GIVEN DATA section start

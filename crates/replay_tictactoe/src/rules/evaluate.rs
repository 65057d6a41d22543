//! Snapshot evaluation and move admission.

use super::super::{Board, Position};
use super::draw::is_full;
use super::win::{WinningLine, winning_line};
use serde::{Deserialize, Serialize};
use tracing::{instrument, trace};

/// Result of judging one board snapshot.
#[derive(Debug, Clone, Copy, PartialEq, Eq, Serialize, Deserialize)]
pub struct Evaluation {
    /// The first completed line in table order, if any.
    pub winning_line: Option<WinningLine>,
    /// No completed line and no empty square.
    pub is_draw: bool,
}

impl Evaluation {
    /// Returns true once the game on this board is won or drawn.
    pub fn is_decided(&self) -> bool {
        self.winning_line.is_some() || self.is_draw
    }
}

/// Evaluates a board snapshot.
#[instrument(skip(board))]
pub fn evaluate(board: &Board) -> Evaluation {
    let winning_line = winning_line(board);
    let is_draw = winning_line.is_none() && is_full(board);
    trace!(?winning_line, is_draw, "Evaluated board");
    Evaluation {
        winning_line,
        is_draw,
    }
}

/// Returns true if a mark may be placed at `pos` on `board`.
///
/// A decided game or an occupied square rejects the move.
#[instrument(skip(board))]
pub fn can_activate(board: &Board, pos: Position) -> bool {
    evaluate(board).winning_line.is_none() && board.is_empty(pos)
}
//! One player's session: the game plus presentation preferences.

use replay_tictactoe::{Activation, GameState, HistoryError, Position};
use serde::{Deserialize, Serialize};
use tracing::{debug, info, instrument};

/// Order in which the move list is shown.
#[derive(Debug, Clone, Copy, PartialEq, Eq, Hash, Default, Serialize, Deserialize)]
#[serde(rename_all = "lowercase")]
pub enum MoveOrder {
    /// Game start first.
    #[default]
    Ascending,
    /// Latest move first.
    Descending,
}

impl MoveOrder {
    /// Creates the order from the `ascending` config flag.
    pub fn from_ascending(ascending: bool) -> Self {
        if ascending {
            Self::Ascending
        } else {
            Self::Descending
        }
    }

    /// Returns the other order.
    #[instrument]
    pub fn toggle(self) -> Self {
        match self {
            Self::Ascending => Self::Descending,
            Self::Descending => Self::Ascending,
        }
    }

    /// Label of the control that switches to the other order.
    pub fn toggle_label(self) -> &'static str {
        match self {
            Self::Ascending => "Descending",
            Self::Descending => "Ascending",
        }
    }
}

/// A running game session.
///
/// The move order is a viewing preference and never affects the game.
#[derive(Debug, Clone, Default, PartialEq, Eq, Serialize, Deserialize)]
pub struct Session {
    game: GameState,
    order: MoveOrder,
}

impl Session {
    /// Starts a session at the empty board.
    #[instrument]
    pub fn new(order: MoveOrder) -> Self {
        info!(?order, "Starting new session");
        Self {
            game: GameState::new(),
            order,
        }
    }

    /// The game being played.
    pub fn game(&self) -> &GameState {
        &self.game
    }

    /// Current move-list order.
    pub fn order(&self) -> MoveOrder {
        self.order
    }

    /// Activates a cell on the viewed board.
    #[instrument(skip(self))]
    pub fn activate_cell(&mut self, pos: Position) -> Activation {
        let activation = self.game.activate_cell(pos);
        debug!(%activation, status = %self.game.status(), "Cell activated");
        activation
    }

    /// Views an earlier or later move.
    #[instrument(skip(self))]
    pub fn jump_to(&mut self, move_index: usize) -> Result<(), HistoryError> {
        self.game.jump_to(move_index)
    }

    /// Flips the move-list order.
    #[instrument(skip(self))]
    pub fn toggle_order(&mut self) {
        self.order = self.order.toggle();
        debug!(order = ?self.order, "Move order toggled");
    }
}

#[cfg(test)]
mod tests {
    use super::*;

    #[test]
    fn test_toggle_label_names_the_other_order() {
        assert_eq!(MoveOrder::Ascending.toggle_label(), "Descending");
        assert_eq!(MoveOrder::Descending.toggle_label(), "Ascending");
        assert_eq!(MoveOrder::Ascending.toggle().toggle(), MoveOrder::Ascending);
    }

    #[test]
    fn test_toggling_order_leaves_game_untouched() {
        let mut session = Session::new(MoveOrder::from_ascending(true));
        session.activate_cell(Position::Center);
        let game = session.game().clone();
        session.toggle_order();
        assert_eq!(session.order(), MoveOrder::Descending);
        assert_eq!(session.game(), &game);
    }
}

GIVEN DATA section end

WHAT YOU ARE ASKED TO DO = Given the entries above, count how many lines include the word "derive"; respond with the number only.

YOUR RESPONSE = 3